SeniorNet as an organisation originated in the USA in 1986, and was established in Wellington in 1992 with the support of Telecom New Zealand. This was the first learning centre to be set up outside North America.

In July 1992 a group of computer enthusiasts - including Colin Gunn from the Polytech Community Education section, Dorothy-Rose and Donald Pallesen, Pam and Graham Mansfield, Annette Curtis, Horace Basham, and Derek Woodhead - met with a view to establishing SeniorNet(Nelson) as the second branch in New Zealand.

With sponsorship from Telecom Corporation, and some equipment, a working committee was set up. Local organisations, businesses, and individuals, were canvassed for sponsorship, donations and help, but without much success. However, by the end of 1992 progress had been made and with a grant of $4000 from the New Zealand Lottery Board there was the possibility of rooms for the learning centre and progress on a constitution. Volunteers were sought to become tutors and these were initially trained by the committee in their own homes.

Early in 1993 an application was sent to the Registrar for Incorporated Societies, and the group became an incorporated society with the name SeniorNet(Nelson) Inc. At the meeting in the Nelson Public Library on 6 April 1993, 18 people were present and a detailed planning scheme was developed with a business plan to follow.

The first meeting of the SeniorNet(Nelson) committee in St John's Church Hall room, Hardy Street, was held on Wednesday 2 June 1993, with Dorothy-Rose Pallesen as Chairperson and all Committee members attending. Merv Turner was appointed as Vice Chairperson, and a list of 45 prospective members was drawn up. With meetings being held fortnightly at this stage, and finance a major concern it was arranged that Trust Bank Canterbury would provide an overdraft of $4,000 so long as eight names were provided, each being willing to guarantee $500. With this behind them the committee could purchase three computers and furniture to equip the Learning Centre, and send out invitations to prospective members, with $30 for single membership and $50 for married couples.

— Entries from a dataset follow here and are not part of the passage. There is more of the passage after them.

//! Y-sync wire protocol.
//!
//! # Wire Format (y-protocols compatible)
//!
//! Messages use varUint encoding (variable-length unsigned integers):
//! - `varUint(0)`: Sync message type
//!   - `varUint(0)`: SyncStep1 - contains state vector
//!   - `varUint(1)`: SyncStep2 - contains missing updates
//!   - `varUint(2)`: Update - contains incremental update
//! - `varUint(1)`: Awareness message, a byte array wrapping
//!   `varUint(count)` and per client `clientId, clock, varString(state)`
//! - `varUint(2)`: Auth message, `varUint(0)` + `varString(reason)`
//! - `varUint(3)`: QueryAwareness (no payload)
//!
//! Byte arrays are encoded as: `varUint(length) + raw bytes`

mod awareness;
mod encoding;
mod message;

pub use awareness::{AwarenessEntry, AwarenessUpdate, NULL_STATE};
pub use encoding::{Decoder, Encoder};
pub use message::{AuthMessage, Message, SyncMessage, msg_type, sync_type};
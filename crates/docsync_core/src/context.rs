//! Originator of an operation.

use uuid::Uuid;

/// Client id used for server-originated events (loads, sweeps).
pub const SYSTEM_CLIENT_ID: u64 = 0;

/// Extra data carried alongside a [`DocumentContext`].
#[derive(Debug, Clone, PartialEq)]
pub enum ContextMetadata {
    /// The operation is a replay of a message published by another node.
    ClusterReplay { sender: Uuid },
}

/// Identifies who triggered an operation on which document.
///
/// Observers use the client id to suppress echoing a change back to the
/// connection that produced it.
#[derive(Debug, Clone, PartialEq)]
pub struct DocumentContext {
    pub document_name: String,
    pub client_id: u64,
    pub metadata: Option<ContextMetadata>,
}

impl DocumentContext {
    pub fn new(document_name: impl Into<String>, client_id: u64) -> Self {
        Self {
            document_name: document_name.into(),
            client_id,
            metadata: None,
        }
    }

    /// Context for an operation performed by the server itself.
    pub fn system(document_name: impl Into<String>) -> Self {
        Self::new(document_name, SYSTEM_CLIENT_ID)
    }

    pub fn with_metadata(mut self, metadata: ContextMetadata) -> Self {
        self.metadata = Some(metadata);
        self
    }

    /// Whether this operation originated on another cluster node.
    pub fn is_cluster_replay(&self) -> bool {
        matches!(self.metadata, Some(ContextMetadata::ClusterReplay { .. }))
    }
}
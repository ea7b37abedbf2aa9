//! Pub/sub transport between server processes.

use async_trait::async_trait;
use tokio::sync::broadcast;

use crate::error::Result;

/// A fan-out channel shared by every node of a cluster.
///
/// Every published payload is delivered to every subscriber, including
/// the publisher itself; receivers filter their own messages.
#[async_trait]
pub trait PubSubChannel: Send + Sync {
    fn is_connected(&self) -> bool;

    async fn publish(&self, payload: Vec<u8>) -> Result<()>;

    fn subscribe(&self) -> broadcast::Receiver<Vec<u8>>;
}

/// Process-local channel. Clones share the same hub, so several managers
/// in one process behave like a cluster.
#[derive(Debug, Clone)]
pub struct InMemoryPubSub {
    hub: broadcast::Sender<Vec<u8>>,
}

impl InMemoryPubSub {
    pub fn new(capacity: usize) -> Self {
        let (hub, _) = broadcast::channel(capacity.max(1));
        Self { hub }
    }
}

impl Default for InMemoryPubSub {
    fn default() -> Self {
        Self::new(1024)
    }
}

#[async_trait]
impl PubSubChannel for InMemoryPubSub {
    fn is_connected(&self) -> bool {
        true
    }

    async fn publish(&self, payload: Vec<u8>) -> Result<()> {
        // No subscribers is not an error
        let _ = self.hub.send(payload);
        Ok(())
    }

    fn subscribe(&self) -> broadcast::Receiver<Vec<u8>> {
        self.hub.subscribe()
    }
}

#[cfg(test)]
mod tests {
    use super::*;

    #[tokio::test]
    async fn test_clones_share_one_hub() {
        let a = InMemoryPubSub::new(8);
        let b = a.clone();
        let mut rx = b.subscribe();

        a.publish(vec![1, 2]).await.unwrap();
        assert_eq!(rx.recv().await.unwrap(), vec![1, 2]);
    }

    #[tokio::test]
    async fn test_publish_without_subscribers_succeeds() {
        let hub = InMemoryPubSub::default();
        assert!(hub.publish(vec![0]).await.is_ok());
    }
}
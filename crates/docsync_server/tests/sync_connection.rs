//! In-process connection tests with channel-backed sinks.

use std::sync::Arc;
use std::time::Duration;

use async_trait::async_trait;
use docsync_core::context::DocumentContext;
use docsync_core::protocol::{AwarenessEntry, AwarenessUpdate, Message, SyncMessage};
use docsync_core::storage::MemoryStorage;
use docsync_core::{DocumentManager, DocumentManagerOptions};
use docsync_server::sync::{ClientConnection, ConnectionError, ConnectionRegistry, MessageSink};
use tokio::sync::{Notify, Semaphore, mpsc};
use yrs::updates::encoder::Encode;
use yrs::{Doc, ReadTxn, Text, Transact};

/// Holds every send until permits are released.
struct Gate {
    entered: Notify,
    permits: Semaphore,
}

struct ChannelSink {
    tx: mpsc::UnboundedSender<Vec<u8>>,
    gate: Option<Arc<Gate>>,
}

#[async_trait]
impl MessageSink for ChannelSink {
    async fn send(&mut self, frame: Vec<u8>) -> Result<(), ConnectionError> {
        if let Some(gate) = &self.gate {
            gate.entered.notify_one();
            gate.permits
                .acquire()
                .await
                .map_err(|e| ConnectionError::Transport(e.to_string()))?
                .forget();
        }
        self.tx
            .send(frame)
            .map_err(|e| ConnectionError::Transport(e.to_string()))
    }
}

/// Accepts `accepted` frames, then never completes another send.
struct StuckSink {
    accepted: usize,
    tx: mpsc::UnboundedSender<Vec<u8>>,
}

#[async_trait]
impl MessageSink for StuckSink {
    async fn send(&mut self, frame: Vec<u8>) -> Result<(), ConnectionError> {
        if self.accepted == 0 {
            std::future::pending::<()>().await;
        }
        self.accepted -= 1;
        self.tx
            .send(frame)
            .map_err(|e| ConnectionError::Transport(e.to_string()))
    }
}

struct Server {
    manager: Arc<DocumentManager>,
    registry: Arc<ConnectionRegistry>,
}

impl Server {
    fn new() -> Self {
        let manager = DocumentManager::new(
            Arc::new(MemoryStorage::new()),
            DocumentManagerOptions::default(),
        );
        let registry = ConnectionRegistry::new();
        manager.add_callback(registry.clone());
        Self { manager, registry }
    }

    fn connect(&self, doc: &str) -> (Arc<ClientConnection>, mpsc::UnboundedReceiver<Vec<u8>>) {
        self.connect_gated(doc, None)
    }

    fn connect_gated(
        &self,
        doc: &str,
        gate: Option<Arc<Gate>>,
    ) -> (Arc<ClientConnection>, mpsc::UnboundedReceiver<Vec<u8>>) {
        let (tx, rx) = mpsc::unbounded_channel();
        let connection =
            self.registry
                .connect(doc, self.manager.clone(), Box::new(ChannelSink { tx, gate }));
        (connection, rx)
    }

    /// Apply an update as if it came from another client.
    async fn remote_edit(&self, doc: &str, update: &[u8]) {
        self.manager
            .apply_update(&DocumentContext::new(doc, 99), update)
            .await
            .unwrap();
    }
}

fn empty_state_vector() -> Vec<u8> {
    Doc::new().transact().state_vector().encode_v1()
}

fn insert(text: &str) -> Vec<u8> {
    let doc = Doc::new();
    let body = doc.get_or_insert_text("body");
    let mut txn = doc.transact_mut();
    body.insert(&mut txn, 0, text);
    txn.encode_update_v1()
}

fn step1(state_vector: Vec<u8>) -> Vec<u8> {
    Message::from(SyncMessage::SyncStep1(state_vector)).encode()
}

fn awareness(client_id: u64, clock: u64, state: &str) -> Vec<u8> {
    Message::Awareness(AwarenessUpdate::new(vec![AwarenessEntry::new(
        client_id,
        clock,
        Some(state.to_string()),
    )]))
    .encode()
}

async fn next(rx: &mut mpsc::UnboundedReceiver<Vec<u8>>) -> Message {
    let frame = tokio::time::timeout(Duration::from_secs(2), rx.recv())
        .await
        .expect("timed out waiting for a frame")
        .expect("sink dropped");
    let mut messages = Message::decode_all(&frame).unwrap();
    assert_eq!(messages.len(), 1);
    messages.remove(0)
}

/// Nothing else arrives within a short window.
async fn assert_quiet(rx: &mut mpsc::UnboundedReceiver<Vec<u8>>) {
    let extra = tokio::time::timeout(Duration::from_millis(50), rx.recv()).await;
    assert!(extra.is_err(), "unexpected frame: {:?}", extra);
}

fn kind(message: &Message) -> &'static str {
    match message {
        Message::Sync(SyncMessage::SyncStep1(_)) => "step1",
        Message::Sync(SyncMessage::SyncStep2(_)) => "step2",
        Message::Sync(SyncMessage::Update(_)) => "update",
        Message::Awareness(_) => "awareness",
        Message::Auth(_) => "auth",
        Message::QueryAwareness => "query_awareness",
    }
}

#[tokio::test]
async fn test_handshake_replies_step2_then_step1() {
    let server = Server::new();
    let (conn, mut rx) = server.connect("notes");
    assert!(!conn.is_synced());

    conn.handle_frame(&step1(empty_state_vector())).await.unwrap();

    assert_eq!(kind(&next(&mut rx).await), "step2");
    assert_eq!(kind(&next(&mut rx).await), "step1");
    assert_quiet(&mut rx).await;
    assert!(conn.is_synced());
}

#[tokio::test]
async fn test_updates_queue_until_handshake() {
    let server = Server::new();
    let (conn, mut rx) = server.connect("notes");

    server.remote_edit("notes", &insert("Hello")).await;
    assert_quiet(&mut rx).await;

    conn.handle_frame(&step1(empty_state_vector())).await.unwrap();
    let mut order = Vec::new();
    for _ in 0..3 {
        order.push(kind(&next(&mut rx).await));
    }
    assert_eq!(order, ["step2", "step1", "update"]);

    server.remote_edit("notes", &insert("!")).await;
    assert_eq!(kind(&next(&mut rx).await), "update");
}

#[tokio::test]
async fn test_slow_writer_keeps_catch_up_ahead_of_live_updates() {
    let server = Server::new();
    let gate = Arc::new(Gate {
        entered: Notify::new(),
        permits: Semaphore::new(0),
    });
    let (conn, mut rx) = server.connect_gated("notes", Some(gate.clone()));

    // Answering only queues; the writer is now blocked on SyncStep2.
    conn.handle_frame(&step1(empty_state_vector())).await.unwrap();
    gate.entered.notified().await;
    assert!(conn.is_synced());

    server.remote_edit("notes", &insert("concurrent")).await;
    gate.permits.add_permits(100);

    assert_eq!(kind(&next(&mut rx).await), "step2");
    assert_eq!(kind(&next(&mut rx).await), "step1");
    match next(&mut rx).await {
        Message::Sync(SyncMessage::Update(update)) => assert!(!update.is_empty()),
        other => panic!("expected live update, got {:?}", other),
    }

    server.remote_edit("notes", &insert("live")).await;
    assert_eq!(kind(&next(&mut rx).await), "update");
    assert_quiet(&mut rx).await;
}

#[tokio::test]
async fn test_stalled_peer_does_not_block_document() {
    let server = Server::new();
    let (tx, mut stuck_rx) = mpsc::unbounded_channel();
    let stuck = server.registry.connect(
        "notes",
        server.manager.clone(),
        Box::new(StuckSink { accepted: 2, tx }),
    );
    stuck.handle_frame(&step1(empty_state_vector())).await.unwrap();
    assert_eq!(kind(&next(&mut stuck_rx).await), "step2");
    assert_eq!(kind(&next(&mut stuck_rx).await), "step1");

    // The stalled writer parks on this broadcast.
    server.remote_edit("notes", &insert("Hello")).await;

    let second = tokio::time::timeout(
        Duration::from_secs(2),
        server
            .manager
            .apply_update(&DocumentContext::new("notes", 98), &insert("World")),
    )
    .await;
    assert!(matches!(second, Ok(Ok(_))));

    let (fresh, mut fresh_rx) = server.connect("notes");
    tokio::time::timeout(
        Duration::from_secs(2),
        fresh.handle_frame(&step1(empty_state_vector())),
    )
    .await
    .expect("handshake stalled")
    .unwrap();
    assert_eq!(kind(&next(&mut fresh_rx).await), "step2");
    assert_eq!(kind(&next(&mut fresh_rx).await), "step1");

    let closed = tokio::time::timeout(Duration::from_secs(2), async {
        server.registry.disconnect(&stuck).await;
        stuck.close().await;
    })
    .await;
    assert!(closed.is_ok());
    assert_eq!(server.registry.document_connections("notes"), 1);
}

#[tokio::test]
async fn test_updates_are_not_echoed_to_sender() {
    let server = Server::new();
    let (a, mut a_rx) = server.connect("notes");
    let (b, mut b_rx) = server.connect("notes");
    for (conn, rx) in [(&a, &mut a_rx), (&b, &mut b_rx)] {
        conn.handle_frame(&step1(empty_state_vector())).await.unwrap();
        next(rx).await;
        next(rx).await;
    }

    a.handle_frame(&awareness(7, 1, r#"{"name":"ada"}"#))
        .await
        .unwrap();
    assert_eq!(a.client_id(), Some(7));
    match next(&mut b_rx).await {
        Message::Awareness(update) => {
            assert_eq!(update.clients[0].client_id, 7);
            assert_eq!(update.clients[0].clock, 1);
        }
        other => panic!("expected awareness, got {:?}", other),
    }

    let update = Message::from(SyncMessage::Update(insert("Hello"))).encode();
    a.handle_frame(&update).await.unwrap();

    assert_eq!(kind(&next(&mut b_rx).await), "update");
    assert_quiet(&mut a_rx).await;
}

#[tokio::test]
async fn test_disconnect_announces_departure_once() {
    let server = Server::new();
    let (a, _a_rx) = server.connect("notes");
    let (b, mut b_rx) = server.connect("notes");
    b.handle_frame(&step1(empty_state_vector())).await.unwrap();
    next(&mut b_rx).await;
    next(&mut b_rx).await;

    a.handle_frame(&awareness(7, 4, "{}")).await.unwrap();
    next(&mut b_rx).await;
    assert_eq!(server.registry.document_connections("notes"), 2);

    server.registry.disconnect(&a).await;
    match next(&mut b_rx).await {
        Message::Awareness(update) => {
            assert_eq!(update.clients, vec![AwarenessEntry::new(7, 5, None)]);
        }
        other => panic!("expected awareness, got {:?}", other),
    }
    assert!(server.manager.get_awareness("notes").is_empty());
    assert_eq!(server.registry.document_connections("notes"), 1);

    server.registry.disconnect(&a).await;
    assert_quiet(&mut b_rx).await;
}

#[tokio::test]
async fn test_multi_entry_awareness_does_not_assign_identity() {
    let server = Server::new();
    let (conn, _rx) = server.connect("notes");

    let update = Message::Awareness(AwarenessUpdate::new(vec![
        AwarenessEntry::new(1, 1, None),
        AwarenessEntry::new(2, 1, None),
    ]))
    .encode();
    conn.handle_frame(&update).await.unwrap();

    assert_eq!(conn.client_id(), None);
    assert_eq!(server.manager.get_awareness("notes").len(), 2);
}

#[tokio::test]
async fn test_query_awareness_lists_known_clients() {
    let server = Server::new();
    let (a, _a_rx) = server.connect("notes");
    let (b, mut b_rx) = server.connect("notes");

    a.handle_frame(&awareness(7, 1, "{}")).await.unwrap();
    b.handle_frame(&Message::QueryAwareness.encode()).await.unwrap();

    match next(&mut b_rx).await {
        Message::Awareness(update) => {
            assert_eq!(update.clients, vec![AwarenessEntry::new(7, 1, Some("{}".into()))]);
        }
        other => panic!("expected awareness, got {:?}", other),
    }
}

#[tokio::test]
async fn test_protocol_violations_are_errors() {
    let server = Server::new();
    let (conn, _rx) = server.connect("notes");

    let err = conn.handle_frame(&[9]).await.unwrap_err();
    assert!(err.is_protocol_violation());

    // SyncUpdate whose length prefix runs past the frame
    let err = conn.handle_frame(&[0, 2, 10, 1]).await.unwrap_err();
    assert!(err.is_protocol_violation());
}
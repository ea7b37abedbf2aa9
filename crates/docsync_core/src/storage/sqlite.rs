//! SQLite-backed storage implementation.

use std::path::Path;
use std::sync::{Mutex, PoisonError};

use rusqlite::{Connection, OptionalExtension, params};

use super::{DocStorage, StorageResult};

/// SQLite-backed document storage.
///
/// # Thread Safety
///
/// The connection is wrapped in a `Mutex` for thread-safe access.
/// SQLite itself is used in serialized threading mode.
pub struct SqliteStorage {
    conn: Mutex<Connection>,
}

impl SqliteStorage {
    /// Open or create a SQLite database at the given path.
    ///
    /// This will create the necessary tables if they don't exist.
    pub fn open<P: AsRef<Path>>(path: P) -> StorageResult<Self> {
        let conn = Connection::open(path)?;
        let storage = Self {
            conn: Mutex::new(conn),
        };
        storage.init_schema()?;
        Ok(storage)
    }

    /// Create an in-memory SQLite database for testing.
    pub fn in_memory() -> StorageResult<Self> {
        let conn = Connection::open_in_memory()?;
        let storage = Self {
            conn: Mutex::new(conn),
        };
        storage.init_schema()?;
        Ok(storage)
    }

    fn init_schema(&self) -> StorageResult<()> {
        let conn = self.conn.lock().unwrap_or_else(PoisonError::into_inner);
        conn.execute_batch(
            r#"
            CREATE TABLE IF NOT EXISTS documents (
                name TEXT PRIMARY KEY,
                state BLOB NOT NULL,
                updated_at INTEGER NOT NULL
            );
            "#,
        )?;
        Ok(())
    }
}

impl DocStorage for SqliteStorage {
    fn load_doc(&self, name: &str) -> StorageResult<Option<Vec<u8>>> {
        let conn = self.conn.lock().unwrap_or_else(PoisonError::into_inner);
        let state = conn
            .query_row(
                "SELECT state FROM documents WHERE name = ?",
                params![name],
                |row| row.get(0),
            )
            .optional()?;
        Ok(state)
    }

    fn save_doc(&self, name: &str, state: &[u8]) -> StorageResult<()> {
        let conn = self.conn.lock().unwrap_or_else(PoisonError::into_inner);
        let now = chrono::Utc::now().timestamp_millis();
        conn.execute(
            "INSERT OR REPLACE INTO documents (name, state, updated_at) VALUES (?, ?, ?)",
            params![name, state, now],
        )?;
        Ok(())
    }

    fn delete_doc(&self, name: &str) -> StorageResult<()> {
        let conn = self.conn.lock().unwrap_or_else(PoisonError::into_inner);
        conn.execute("DELETE FROM documents WHERE name = ?", params![name])?;
        Ok(())
    }

    fn list_docs(&self) -> StorageResult<Vec<String>> {
        let conn = self.conn.lock().unwrap_or_else(PoisonError::into_inner);
        let mut stmt = conn.prepare("SELECT name FROM documents ORDER BY name")?;
        let names = stmt
            .query_map([], |row| row.get(0))?
            .filter_map(|r| r.ok())
            .collect();
        Ok(names)
    }
}

#[cfg(test)]
mod tests {
    use super::*;

    #[test]
    fn test_sqlite_save_and_load_doc() {
        let storage = SqliteStorage::in_memory().unwrap();
        let data = b"test document state";

        storage.save_doc("test", data).unwrap();
        let loaded = storage.load_doc("test").unwrap();

        assert_eq!(loaded, Some(data.to_vec()));
    }

    #[test]
    fn test_sqlite_load_nonexistent_doc() {
        let storage = SqliteStorage::in_memory().unwrap();
        assert!(storage.load_doc("nonexistent").unwrap().is_none());
    }

    #[test]
    fn test_sqlite_delete_doc() {
        let storage = SqliteStorage::in_memory().unwrap();
        storage.save_doc("test", b"data").unwrap();
        storage.delete_doc("test").unwrap();
        assert!(storage.load_doc("test").unwrap().is_none());
    }

    #[test]
    fn test_sqlite_list_docs() {
        let storage = SqliteStorage::in_memory().unwrap();
        storage.save_doc("doc2", b"data2").unwrap();
        storage.save_doc("doc1", b"data1").unwrap();

        assert_eq!(storage.list_docs().unwrap(), vec!["doc1", "doc2"]);
    }

    #[test]
    fn test_sqlite_survives_reopen() {
        let dir = tempfile::tempdir().unwrap();
        let path = dir.path().join("docs.db");

        {
            let storage = SqliteStorage::open(&path).unwrap();
            storage.save_doc("notes", &[1, 2, 3]).unwrap();
        }

        let reopened = SqliteStorage::open(&path).unwrap();
        assert_eq!(reopened.load_doc("notes").unwrap(), Some(vec![1, 2, 3]));
    }
}
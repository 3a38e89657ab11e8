//! Capability interface of a single DMA channel.

use thiserror::Error;

/// Status codes reported by the engine, numbered like the vendor's
/// standalone driver so that logged codes match its documentation.
pub mod status {
    pub const FAILURE: u32 = 1;
    pub const DEVICE_NOT_FOUND: u32 = 2;
    pub const DMA_ERROR: u32 = 9;
    pub const INVALID_PARAM: u32 = 15;
}

#[derive(Debug, Clone, Copy, PartialEq, Eq)]
#[cfg_attr(feature = "defmt", derive(defmt::Format))]
pub enum Direction {
    /// Memory-mapped to stream (processor memory → device).
    MemoryToDevice,
    /// Stream to memory-mapped. Only ever queried, never started.
    DeviceToMemory,
}

#[derive(Debug, Clone, Copy, PartialEq, Eq, Error)]
#[cfg_attr(feature = "defmt", derive(defmt::Format))]
pub enum InitError {
    #[error("configuration is invalid for this engine")]
    InvalidConfig,
    #[error("channel did not come out of reset")]
    ResetTimeout,
    #[error("engine reported status {0:#x}")]
    Hardware(u32),
}

impl InitError {
    pub fn code(&self) -> u32 {
        match self {
            Self::InvalidConfig => status::INVALID_PARAM,
            Self::ResetTimeout => status::DMA_ERROR,
            Self::Hardware(code) => *code,
        }
    }
}

#[derive(Debug, Clone, Copy, PartialEq, Eq, Error)]
#[cfg_attr(feature = "defmt", derive(defmt::Format))]
pub enum StartError {
    #[error("channel is busy with an unfinished transfer")]
    Busy,
    #[error("transfer length {0} is out of range")]
    InvalidLength(usize),
    #[error("source address {0:#x} is misaligned")]
    Misaligned(usize),
    #[error("source range at {0:#x} is beyond the engine's address width")]
    AddressOutOfRange(usize),
    #[error("channel does not support this direction")]
    Unsupported,
    #[error("engine halted with status {0:#010x}")]
    Halted(u32),
}

impl StartError {
    pub fn code(&self) -> u32 {
        match self {
            Self::Busy | Self::Halted(_) => status::FAILURE,
            Self::InvalidLength(_)
            | Self::Misaligned(_)
            | Self::AddressOutOfRange(_)
            | Self::Unsupported => status::INVALID_PARAM,
        }
    }
}

/// An initialized binding to one hardware DMA channel.
pub trait DmaEngine: Sized {
    /// Configuration handle resolved by a `DeviceLocator`.
    type Config;

    /// Bind and reset the channel. Called exactly once per engine.
    fn initialize(config: Self::Config) -> Result<Self, InitError>;

    /// Kick off a one-shot transfer of `len` bytes starting at `source`.
    ///
    /// Returns as soon as the engine accepted the request; completion is
    /// observed through `is_busy`.
    ///
    /// # Safety
    ///
    /// The `len` bytes at `source` must stay valid and unmodified until
    /// `is_busy(direction)` has returned `false` or the channel has been
    /// reset.
    unsafe fn start_transfer(
        &mut self,
        source: *const u8,
        len: usize,
        direction: Direction,
    ) -> Result<(), StartError>;

    /// `false` once the most recent transfer in `direction` has finished.
    fn is_busy(&self, direction: Direction) -> bool;

    /// Soft-reset the channel, aborting anything in flight.
    fn reset(&mut self) -> Result<(), InitError>;
}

Finally they could set a date for the "opening" of the Learning Centre, and on 15 October 1993, with sponsorship from Telecom, there was the realisation of a dream.

It is interesting that the next few SeniorNet groups to form - including the original group from Wellington - had to seek permission from SeniorNet (Nelson) to have their name registered as an Incorporated Society, since Nelson was first to achieve this. So SeniorNet (Wellington) and all other groups defer to Nelson for the format of their name.

premises seniornet building

Early in 2002 new premises were leased from the Nelson Underwater Club in Pioneer Park, Hastings Street, Nelson. There was only one large downstairs area  so a new Learning Centre of 4m x 10m was created by a group of volunteers building a partition wall, leaving a sizeable meeting room with kitchen attached.